Costal Osteoma: Report of a Case in an Unusual Site

Challenging differential diagnosis, Rare disease

Kyung Han Nam1BD, Bomi Kim1AEF*

DOI: 10.12659/AJCR.930902

Am J Case Rep 2021; 22:e930902



BACKGROUND: Osteoma is a benign bone tumor that typically arises in facial bones and less frequently in the long bones. It rarely occurs in the appendiceal skeleton. Pathologic findings are similar to those for parosteal osteosarcoma, periostitis ossificans, and osteoid osteoma. Diagnosing osteoma at an unusual site is always problematic. Here, we present a case of costal osteoma that was found incidentally on screening and produced mild symptoms in the patient.

CASE REPORT: A 53-year-old man was examined because of a rib mass in the eighth rib on his left side, which had been present for 2 years. A computed tomography scan revealed that the intensely dense mass arose from the external surface of the eighth rib. Microscopic examination showed that the lesion consisted of mature lamellar bone with several Haversian systems, typical of an osteoma. No atypical spindle cells or necrosis were identified. The diagnosis was osteoma.

CONCLUSIONS: Because the anatomy of the ribs poses a challenge when performing needle biopsy, diagnosing bony lesions solely based on that technique is difficult. The diagnosis of costal osteoma should be made carefully, based on clinical, radiological, and pathological findings. To the best of our knowledge, ours is the first case report about a costal osteoma. It is useful for chest surgeons, pathologists, and radiologists as an example of a rare presentation of this tumor.

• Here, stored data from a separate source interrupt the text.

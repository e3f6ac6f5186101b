//! Application layer: Use cases and services.
//!
//! This module orchestrates domain logic with ports to implement
//! the core use cases of the application.

mod assessment;
mod intake;

pub use assessment::{AssessmentReport, AssessmentService, ScoringPolicy};
pub use intake::read_input;
//! Ports layer: Trait definitions for external operations.
//!
//! Following Hexagonal Architecture, these traits define the boundaries
//! between the application and its scoring strategies (local rules, remote
//! service) and the transport that reaches a remote service.

mod scorer;
mod transport;

pub use scorer::{Provenance, RiskScorer, Scored, ScorerKind, ScoringError};
pub use transport::{ScoringTransport, TransportError};
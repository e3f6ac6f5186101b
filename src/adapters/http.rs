//! HTTP adapter: Implementation of `ScoringTransport` with `ureq`.

use std::time::Duration;

use serde_json::Value;

use crate::ports::{ScoringTransport, TransportError};

/// Longest error detail kept from a failed response.
const MAX_STATUS_DETAIL: usize = 512;

/// Blocking HTTP client with a per-request timeout.
pub struct HttpTransport {
    agent: ureq::Agent,
}

impl HttpTransport {
    /// Create a transport whose requests give up after `timeout`.
    #[must_use]
    pub fn new(timeout: Duration) -> Self {
        let agent = ureq::AgentBuilder::new().timeout(timeout).build();
        Self { agent }
    }
}

impl ScoringTransport for HttpTransport {
    fn post_json(&self, url: &str, body: &Value) -> Result<Value, TransportError> {
        let response = match self
            .agent
            .post(url)
            .set("Accept", "application/json")
            .send_json(body)
        {
            Ok(response) => response,
            Err(ureq::Error::Status(code, response)) => {
                return Err(TransportError::Status(code, status_detail(response)))
            }
            Err(ureq::Error::Transport(e)) => {
                return Err(TransportError::Connection(e.to_string()))
            }
        };

        response
            .into_json::<Value>()
            .map_err(|e| TransportError::Body(e.to_string()))
    }
}

/// Error detail of a failed response: the `error` field of a JSON body, or
/// the raw body text.
fn status_detail(response: ureq::Response) -> String {
    let text = response.into_string().unwrap_or_default();
    let detail = serde_json::from_str::<Value>(&text)
        .ok()
        .and_then(|body| body.get("error").and_then(Value::as_str).map(str::to_string))
        .unwrap_or(text);

    let detail = detail.trim();
    let mut end = detail.len().min(MAX_STATUS_DETAIL);
    while !detail.is_char_boundary(end) {
        end -= 1;
    }
    detail[..end].to_string()
}

#[cfg(test)]
mod tests {
    use super::*;
    use serde_json::json;
    use std::io::{Read, Write};
    use std::net::TcpListener;

    /// Serve one canned HTTP response on a local port and return its URL.
    fn serve_once(status: &'static str, body: &'static str) -> String {
        let listener = TcpListener::bind("127.0.0.1:0").expect("bind");
        let addr = listener.local_addr().expect("addr");

        std::thread::spawn(move || {
            let Ok((mut stream, _)) = listener.accept() else {
                return;
            };
            let _ = stream.set_read_timeout(Some(Duration::from_millis(500)));

            // Read the request head and body before answering
            let mut request = Vec::new();
            let mut chunk = [0u8; 1024];
            loop {
                match stream.read(&mut chunk) {
                    Ok(0) | Err(_) => break,
                    Ok(n) => request.extend_from_slice(&chunk[..n]),
                }
                let text = String::from_utf8_lossy(&request).to_lowercase();
                if let Some(head_end) = text.find("\r\n\r\n") {
                    let length = text
                        .lines()
                        .find_map(|l| l.strip_prefix("content-length:"))
                        .and_then(|v| v.trim().parse::<usize>().ok())
                        .unwrap_or(0);
                    if request.len() >= head_end + 4 + length {
                        break;
                    }
                }
            }

            let response = format!(
                "HTTP/1.1 {status}\r\nContent-Type: application/json\r\n\
                 Content-Length: {}\r\nConnection: close\r\n\r\n{body}",
                body.len()
            );
            let _ = stream.write_all(response.as_bytes());
        });

        format!("http://{addr}/predict")
    }

    #[test]
    fn test_posts_json_and_reads_reply() {
        let url = serve_once("200 OK", r#"{"riskScore": 12}"#);
        let transport = HttpTransport::new(Duration::from_secs(2));

        let reply = transport.post_json(&url, &json!({"age": 40})).expect("Should answer");
        assert_eq!(reply, json!({"riskScore": 12}));
    }

    #[test]
    fn test_status_error_keeps_server_message() {
        let url = serve_once(
            "500 Internal Server Error",
            r#"{"error": "model not loaded", "riskScore": 50}"#,
        );
        let transport = HttpTransport::new(Duration::from_secs(2));

        let result = transport.post_json(&url, &json!({"age": 40}));
        assert_eq!(
            result,
            Err(TransportError::Status(500, "model not loaded".to_string()))
        );
    }

    #[test]
    fn test_unreachable_host_is_connection_error() {
        // Port 9 on localhost is discard; nothing should be listening.
        let transport = HttpTransport::new(Duration::from_millis(200));
        let result = transport.post_json("http://127.0.0.1:9/predict", &Value::Null);
        assert!(matches!(result, Err(TransportError::Connection(_))));
    }
}
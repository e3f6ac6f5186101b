//! Transport port: JSON request/response to a remote scoring endpoint.
//!
//! This trait abstracts the HTTP client from the remote scorer.

use serde_json::Value;

/// Errors from a single request.
#[derive(Debug, Clone, PartialEq, Eq, thiserror::Error)]
pub enum TransportError {
    #[error("Connection failed: {0}")]
    Connection(String),

    /// Non-2xx status with the server's error detail, if it sent one
    #[error("HTTP status {0}: {1}")]
    Status(u16, String),

    #[error("Unreadable response body: {0}")]
    Body(String),
}

/// Trait for posting a JSON body and reading a JSON reply.
pub trait ScoringTransport: Send + Sync {
    /// POST `body` to `url` and return the decoded JSON response.
    ///
    /// # Errors
    /// Returns `TransportError` on connection failure, non-2xx status, or a
    /// body that is not JSON.
    fn post_json(&self, url: &str, body: &Value) -> Result<Value, TransportError>;
}
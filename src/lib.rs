//! # cardiorisk
//!
//! Auditable, rule-based heart-disease risk scoring.
//!
//! This crate provides:
//! - A deterministic rule engine mapping 13 clinical measurements to a capped
//!   risk score, a list of risk factors and a disease flag
//! - A recommendation generator driven by that assessment
//! - Interchangeable scoring strategies (remote service, local rules) with
//!   try-remote-then-local fallback
//!
//! ## Architecture
//!
//! The crate follows Hexagonal Architecture:
//! - `domain`: Core scoring types and pure functions (input, rules, assessment, recommendations)
//! - `ports`: Trait definitions for scorers and the remote transport
//! - `adapters`: Concrete implementations (local rules, remote scorer, ureq, log sanitizing)
//! - `application`: The assessment service running the scoring policy
//! - `config`: Environment-driven settings

pub mod adapters;
pub mod application;
pub mod config;
pub mod domain;
pub mod ports;

pub use application::{AssessmentReport, AssessmentService, ScoringPolicy};
pub use domain::{evaluate, recommend, ClinicalInput, RecommendationSet, RiskAssessment, RiskFactor};

/// Result type for cardiorisk operations
pub type Result<T> = std::result::Result<T, CardioError>;

/// Main error type for cardiorisk
///
/// Scoring itself never fails; these cover the surrounding plumbing.
#[derive(Debug, thiserror::Error)]
pub enum CardioError {
    #[error("Invalid clinical input: {0}")]
    Validation(String),

    #[error("Configuration error: {0}")]
    Config(String),

    #[error("IO error: {0}")]
    Io(#[from] std::io::Error),

    #[error("Serialization error: {0}")]
    Serialization(#[from] serde_json::Error),
}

Keywords: Bone Neoplasms, Osteoma, Ribs, Biopsy, Middle Aged, Osteoma, Osteoid, Tomography, X-Ray Computed, Treatment Outcome


Primary rib tumors are extremely rare, comprising 5% to 7% of all primary bone tumors [1]. Moreover, distribution of benign and primary malignant tumors of the thoracic cavity is almost equivalent [2]. Among them, chondroma, osteochondroma, fibrous dysplasia, eosinophilic granuloma, and Ewing sarcoma are relatively common [2]. Because biopsying a rib is difficult and biopsies of bone tumors are not very accurate, the only method for diagnosing a rib tumor is excisional biopsy; therefore, correlation of clinical, radiological, and pathologic results is very important [3]. Even with excisional biopsy, pathologic confirmation of osteoma is difficult and the lesion rarely is found in the ribs. Osteomas generally occur in the bones of the skull and face and are rarely found in extracranial sites [4]. The tumors are classified as medullary or parosteal according to the bone location [5]. Pathologically, osteomas are composed of mature lamellar trabeculae with no cytological atypia and few mitoses [5]. Considering their locations and pathologic features, osteomas should be distinguished from parosteal osteosarcomas [5]. Here, we present a very unusual case of a costal osteoma that occurred in the rib of an adult.

Case Report

A 53-year-old man was referred to the Surgery Department with a rib mass that had been detected 2 years previously on a routine chest X-ray, for which he was prescribed no treatment. He experienced symptoms of pressure while supine but denied pain. He was diagnosed with a degenerative joint disease and had fractured a rib on his right side and his right ankle 3 and 5 years ago, respectively. Palpation of the patient’s back revealed a hard, non-tender mass in the posterior aspect of the left side of his back. His preoperative laboratory test results were unremarkable. A chest posterior anterior X-ray and a computed tomography scan showed an exophytic solid mass measuring 2.5 cm on the posterior arch of the eighth rib on the left side (Figure 1). The radiological diagnosis was a bone tumor, such as an osteochondroma or osteosarcoma. Our clinical impression was a benign bone tumor, such as an osteochondroma.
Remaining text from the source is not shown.